Brazil’s Bolsonaro endorses son for presidency while out of jail for surgery
· The Straits TimesSummary
- Jair Bolsonaro endorsed his son, Flavio Bolsonaro, as a pre-candidate for the 2026 presidential election, aiming to continue his conservative legacy.
- Jair Bolsonaro was temporarily released from prison, where he's serving a 27-year sentence for plotting a coup, for hernia surgery in Brasilia.
- Flavio's candidacy announcement has unsettled financial markets, which expected Jair to support a more experienced candidate like Tarcisio de Freitas.
SAO PAULO – Brazil’s former president Jair Bolsonaro endorsed his son’s 2026 presidential campaign on Dec 25 while out of jail for more surgery that has dogged him since a stabbing seven years ago.

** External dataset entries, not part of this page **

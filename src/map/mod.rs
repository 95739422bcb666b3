pub mod continents;
pub mod grid;
pub mod resources;
pub mod tile;
pub mod types;

pub use continents::{Continent, ContinentType, Ocean, OceanType};
pub use grid::{MapModel, TileStatistics};
pub use resources::{ResourceType, ResourceUsage};
pub use tile::Tile;
pub use types::{
    ClimateZone, FeatureType, FlowDirection, ImprovementType, MovementCost, RouteType, TerrainType,
    UnitMovementType,
};
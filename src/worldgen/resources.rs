use rand::Rng;
use rand::RngCore;

use crate::error::MapError;
use crate::map::{MapModel, ResourceType};

use super::config::MapSize;
use super::shuffle;

/// Scatters all resources over the map, in placement order.
///
/// Each resource gets a target count scaled from its standard-map base amount
/// by the actual map area, jittered by its variance percentage, and capped by
/// the number of tiles that can legally hold it.
pub fn place_resources(map: &mut MapModel, rng: &mut dyn RngCore) -> Result<(), MapError> {
    let mut resources = ResourceType::ALL.to_vec();
    resources.sort_by_key(|resource| resource.placement_order());

    let map_tiles = map.width() * map.height();
    let (standard_width, standard_height) = MapSize::Standard.dimensions();
    let standard_tiles = standard_width * standard_height;

    for resource in resources {
        place_resource(map, resource, map_tiles, standard_tiles, rng)?;
    }

    Ok(())
}

fn place_resource(
    map: &mut MapModel,
    resource: ResourceType,
    map_tiles: i32,
    standard_tiles: i32,
    rng: &mut dyn RngCore,
) -> Result<(), MapError> {
    let mut candidates = Vec::new();
    let mut already_placed = 0;
    for point in map.points() {
        let has_river = map.river_at(point);
        let tile = map.tile(point)?;
        if tile.resource == resource {
            already_placed += 1;
        }
        if tile.resource == ResourceType::None && tile.can_have_resource(resource, has_river) {
            candidates.push(point);
        }
    }

    let scaled = resource.base_amount() * (map_tiles * 100 / standard_tiles) / 100;
    let variance_percent = resource.variance_percent();
    let variance = scaled * rng.random_range(-variance_percent..=variance_percent) / 100;
    let target = (scaled + variance - already_placed).clamp(0, candidates.len() as i32) as usize;

    shuffle(&mut candidates, rng);
    for &point in candidates.iter().take(target) {
        let tile = map.tile_mut(point)?;
        tile.resource = resource;
        tile.resource_quantity = resource.placed_quantity();
    }

    tracing::info!(
        "placed {target} of {resource} ({} candidate tiles)",
        candidates.len()
    );

    Ok(())
}

#[cfg(test)]
mod tests {
    use super::*;
    use crate::hex::HexPoint;
    use crate::map::TerrainType;
    use rand::SeedableRng;
    use rand::rngs::SmallRng;

    fn mixed_map() -> MapModel {
        let mut map = MapModel::new(20, 20).unwrap();
        for point in map.points() {
            map.tile_mut(point).unwrap().terrain = match point.x % 4 {
                0 => TerrainType::Grass,
                1 => TerrainType::Plains,
                2 => TerrainType::Shore,
                _ => TerrainType::Tundra,
            };
        }
        map
    }

    #[test]
    fn resources_land_only_on_legal_tiles() {
        let mut map = mixed_map();
        let mut rng = SmallRng::seed_from_u64(5);
        place_resources(&mut map, &mut rng).unwrap();

        for point in map.points() {
            let has_river = map.river_at(point);
            let tile = map.tile(point).unwrap().clone();
            if tile.resource != ResourceType::None {
                let mut probe = tile.clone();
                probe.resource = ResourceType::None;
                assert!(
                    probe.can_have_resource(tile.resource, has_river),
                    "illegal {} at {point}",
                    tile.resource
                );
                assert!(tile.resource_quantity > 0);
            }
        }
    }

    #[test]
    fn something_gets_placed_on_a_viable_map() {
        let mut map = mixed_map();
        let mut rng = SmallRng::seed_from_u64(9);
        place_resources(&mut map, &mut rng).unwrap();

        let placed = map
            .points()
            .iter()
            .filter(|&&p| map.tile(p).unwrap().resource != ResourceType::None)
            .count();
        assert!(placed > 0);
    }

    #[test]
    fn same_seed_places_identically() {
        let mut map_a = mixed_map();
        let mut map_b = mixed_map();
        let mut rng_a = SmallRng::seed_from_u64(77);
        let mut rng_b = SmallRng::seed_from_u64(77);

        place_resources(&mut map_a, &mut rng_a).unwrap();
        place_resources(&mut map_b, &mut rng_b).unwrap();

        for point in map_a.points() {
            assert_eq!(
                map_a.tile(point).unwrap().resource,
                map_b.tile(point).unwrap().resource
            );
        }
    }
}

Senator Flavio Bolsonaro, 44, has said he wants to consolidate his father’s conservative legacy at the Oct 4 vote, where he will try to unseat leftist President Luiz Inacio Lula da Silva.
“With the commitment of not allowing the popular will to be silenced, I make the decision to nominate Flavio Bolsonaro as a pre-candidate for the presidency in 2026,” Jair Bolsonaro said in a letter read out by his son Flavio in front of a hospital in the city of Brasilia where the elder Bolsonaro was being treated.
He was undergoing scheduled treatment for a hernia, his wife Michelle Bolsonaro said on social media.
Jair Bolsonaro, 70, has a history of hospitalisations and surgical procedures related to a stabbing he suffered while campaigning in 2018, including a 12-hour procedure for recurring intestinal issues in April 2025.
Supreme Court Justice Alexandre de Moraes authorised Bolsonaro to leave prison, where he is serving a 27-year sentence
for plotting a coup, for the surgery.
But police were ordered to stay outside his room, where computers and mobile phones have been prohibited.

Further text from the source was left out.